My name is Stokely Carmichael and I will stand for nothing less than Black Power. It is 1968 and I am a civil rights activist, head of the Student Non-Violent Coordinating Committee, and prime minister of the Black Panther Party. I may be a radical thinker to most but as I said before I will stand for nothing less than black power. The American mindset is that we are living in a white world being that the whites have control over everything. The white are in control of the most powerful part of America and that is the Federal Government. They have better jobs, make a better salary, and are the display of the American Dream. Due to skin color, blacks are treated differently. Blacks have no power in America. Unless blacks demand power for them selves in America, they will not succeed in their ultimate goal of freedom, and continue to be under the control of the whites.

As much as blacks respect the white supporters of the civil rights movement, black organizations should have no white members. If we continue to have whites in our organizations victory in reform will ultimately be because of the white members. Black’s must solely be in full control of reforming the problem they are in. If blacks let whites in these organizations, they will continue to have control over blacks. African Americans must maintain the Black Power mindset so they do not let white power keep ruling their lives. Whites will not only get the credit for the reform, but also have no idea of the degrading hardship’s blacks have lived through. Before the whites can enter organizations for black power, they must reform in their own white communities.

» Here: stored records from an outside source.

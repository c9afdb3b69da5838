//! Rotary Radio Application
//!
//! Watches the selector lines, keeps the player on the selected station and
//! restarts itself from scratch on any fatal fault.

use anyhow::{Context, Result};
use clap::Parser;
use crossbeam_channel::{bounded, unbounded};
use std::path::PathBuf;
use std::sync::Arc;
use std::time::Duration;
use tokio::sync::oneshot;
use tracing_subscriber::{layer::SubscriberExt, util::SubscriberInitExt};

use rotary_radio::{
    api::ApiServer,
    config::{AppConfig, InputBackend},
    status::StatusBoard,
    supervisor::{Backends, Supervisor},
};

#[derive(Debug, Parser)]
#[command(name = "rotary-radio")]
#[command(about = "Selector-switch internet radio")]
struct Cli {
    /// Configuration file (defaults to the per-user config file)
    #[arg(long)]
    config: Option<PathBuf>,

    /// Use simulated input lines instead of GPIO
    #[arg(long)]
    simulate: bool,

    /// Validate the configuration and exit
    #[arg(long)]
    check: bool,
}

#[tokio::main]
async fn main() -> Result<()> {
    // Initialize logging
    tracing_subscriber::registry()
        .with(tracing_subscriber::EnvFilter::new(
            std::env::var("RUST_LOG").unwrap_or_else(|_| "info".into()),
        ))
        .with(tracing_subscriber::fmt::layer())
        .init();

    let cli = Cli::parse();

    tracing::info!("Starting radio service");

    let mut config = AppConfig::load_or_default(cli.config.as_deref())
        .context("failed to load configuration")?;
    if cli.simulate {
        config.input.backend = InputBackend::Simulated;
    }

    if cli.check {
        config.validate().context("invalid configuration")?;
        println!("Configuration OK: {} channels, default {}", config.channels.len(), config.default_channel);
        for (index, channel) in config.channels.iter().enumerate() {
            println!("  #{} {} (pin {}) -> {}", index + 1, channel.name, channel.pin, channel.url);
        }
        return Ok(());
    }

    tracing::info!(
        "Device {} with {} channels, assistant {}",
        config.device.model_id,
        config.channels.len(),
        if config.assistant.enabled { "enabled" } else { "disabled" }
    );

    let config = Arc::new(config);
    let status = StatusBoard::new();

    let (shutdown_tx, shutdown_rx) = bounded::<()>(1);
    let (assistant_tx, assistant_rx) = if config.assistant.enabled {
        let (tx, rx) = unbounded();
        (Some(tx), Some(rx))
    } else {
        (None, None)
    };

    // Start the local API
    let (api_stop_tx, api_stop_rx) = oneshot::channel::<()>();
    let api_handle = if config.api.enabled {
        let server = ApiServer::new(config.api.clone(), status.clone(), assistant_tx.clone());
        Some(tokio::spawn(async move {
            let stop = async move {
                let _ = api_stop_rx.await;
            };
            if let Err(e) = server.serve(stop).await {
                tracing::error!("API server failed: {}", e);
            }
        }))
    } else {
        None
    };

    // The supervisor owns all hardware access and runs on its own thread
    let mut supervisor = Supervisor::new(
        config.clone(),
        Backends::from_config(&config),
        status.clone(),
        shutdown_rx,
    );
    if let Some(events) = assistant_rx {
        supervisor = supervisor.with_assistant_events(events);
    }
    let (done_tx, mut done_rx) = oneshot::channel();
    std::thread::Builder::new()
        .name("supervisor".to_string())
        .spawn(move || {
            let state = supervisor.run();
            let _ = done_tx.send(state);
        })
        .context("failed to start supervisor thread")?;

    tokio::select! {
        _ = tokio::signal::ctrl_c() => {
            tracing::info!("Shutdown requested");
            let _ = shutdown_tx.send(());
            match tokio::time::timeout(Duration::from_secs(10), &mut done_rx).await {
                Ok(Ok(state)) => tracing::info!("Supervisor finished in state {}", state),
                Ok(Err(_)) => tracing::error!("Supervisor thread exited abnormally"),
                Err(_) => tracing::warn!("Supervisor did not stop in time"),
            }
        }
        result = &mut done_rx => {
            let state = result.context("supervisor thread exited abnormally")?;
            tracing::info!("Supervisor finished in state {}", state);
        }
    }

    let _ = api_stop_tx.send(());
    drop(assistant_tx);
    if let Some(handle) = api_handle {
        if let Err(e) = handle.await {
            tracing::warn!("API task failed: {}", e);
        }
    }

    tracing::info!("Radio service stopped");
    Ok(())
}
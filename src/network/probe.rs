//! Connectivity gate
//!
//! Resolves a well-known host and opens a TCP connection to it with a
//! short timeout. Used once per start, before the player is touched.

use socket2::{Domain, Protocol, SockAddr, Socket, Type};
use std::net::{SocketAddr, ToSocketAddrs};
use std::time::Duration;

use crate::config::ConnectivityConfig;
use crate::error::ConnectivityError;

/// Answers whether the outside world is reachable
pub trait Reachability: Send + Sync {
    fn is_reachable(&self) -> bool;
}

/// DNS resolution followed by a bounded TCP connect
pub struct TcpProbe {
    host: String,
    port: u16,
    timeout: Duration,
}

impl TcpProbe {
    pub fn new(host: impl Into<String>, port: u16, timeout: Duration) -> Self {
        Self {
            host: host.into(),
            port,
            timeout,
        }
    }

    pub fn from_config(config: &ConnectivityConfig) -> Self {
        Self::new(
            config.host.clone(),
            config.port,
            Duration::from_millis(config.timeout_ms),
        )
    }

    /// Resolve the probe host
    pub fn resolve(&self) -> Result<SocketAddr, ConnectivityError> {
        (self.host.as_str(), self.port)
            .to_socket_addrs()
            .map_err(|e| ConnectivityError::Resolve {
                host: self.host.clone(),
                reason: e.to_string(),
            })?
            .next()
            .ok_or_else(|| ConnectivityError::NoAddress(self.host.clone()))
    }

    /// Open and immediately drop a TCP connection to `addr`
    pub fn connect(&self, addr: SocketAddr) -> Result<(), ConnectivityError> {
        let socket = Socket::new(Domain::for_address(addr), Type::STREAM, Some(Protocol::TCP))
            .map_err(|e| ConnectivityError::ConnectFailed {
                addr: addr.to_string(),
                reason: e.to_string(),
            })?;
        socket
            .connect_timeout(&SockAddr::from(addr), self.timeout)
            .map_err(|e| ConnectivityError::ConnectFailed {
                addr: addr.to_string(),
                reason: e.to_string(),
            })
    }

    pub fn check(&self) -> Result<(), ConnectivityError> {
        let addr = self.resolve()?;
        self.connect(addr)
    }
}

impl Reachability for TcpProbe {
    fn is_reachable(&self) -> bool {
        match self.check() {
            Ok(()) => {
                tracing::debug!("{}:{} is reachable", self.host, self.port);
                true
            }
            Err(e) => {
                tracing::warn!("Connectivity check failed: {}", e);
                false
            }
        }
    }
}

#[cfg(test)]
mod tests {
    use super::*;
    use std::net::TcpListener;

    #[test]
    fn test_probe_local_listener() {
        let listener = TcpListener::bind("127.0.0.1:0").unwrap();
        let port = listener.local_addr().unwrap().port();

        let probe = TcpProbe::new("127.0.0.1", port, Duration::from_secs(2));
        assert!(probe.is_reachable());
    }

    #[test]
    fn test_probe_closed_port() {
        let port = {
            let listener = TcpListener::bind("127.0.0.1:0").unwrap();
            listener.local_addr().unwrap().port()
        };

        let probe = TcpProbe::new("127.0.0.1", port, Duration::from_millis(500));
        assert!(matches!(probe.check(), Err(ConnectivityError::ConnectFailed { .. })));
        assert!(!probe.is_reachable());
    }

    #[test]
    fn test_probe_unresolvable_host() {
        let probe = TcpProbe::new("name.invalid", 80, Duration::from_millis(500));
        assert!(probe.resolve().is_err());
    }
}
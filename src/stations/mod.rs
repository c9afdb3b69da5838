//! Channel registry: stations in playlist order

pub mod registry;

pub use registry::{Station, StationRegistry};
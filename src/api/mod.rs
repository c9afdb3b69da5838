//! Local HTTP API

pub mod handlers;
pub mod server;

pub use server::ApiServer;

I support the Black Panther Party because in making non-violent civil rights movement’s blacks are setting themselves up for even more degrading moments filled in the life of an African American. African Americans, since slavery, have had to serve for the white and ultimately live in a white world. Black’s have stood up for them selves in the past and have made reforms but it is after many of them died standing up for their rights, that white America saw that a change needed to arise. If a black man stand’s up for him self he is lynched, or beaten, or scolded by the white. Black’s need to stand up for them selves in this ongoing struggle and finally be able to be proud of the strong African American people they are, without white interference.

Work Cited:

"Student Nonviolent Coordinating Committee." The Sixties Project. 28 Jan. 1999. Viet Nam Generation, Inc. 7 Dec. 2007 <http://www3.iath.virginia.edu/sixties/HTML_docs/Resources/Primary/Manifestos/SNCC_black_power.html>.

Ture, Kwame. "American Experience: Reflections on an Era." PBS. 23 Aug. 2006. 7 Dec. 2007 <http://www.pbs.org/wgbh/amex/eyesontheprize/reflect/r06_tactics.html>.

"American Experience: Blacks Define Themselves." PBS. 23 Aug. 2006. 7 Dec. 2007 <http://www.pbs.org/wgbh/amex/eyesontheprize/story/19_nbpc.html#video>.

Carmichael, Stokely. Ready for Revolution. New York: Scribner, 2003. 1-797.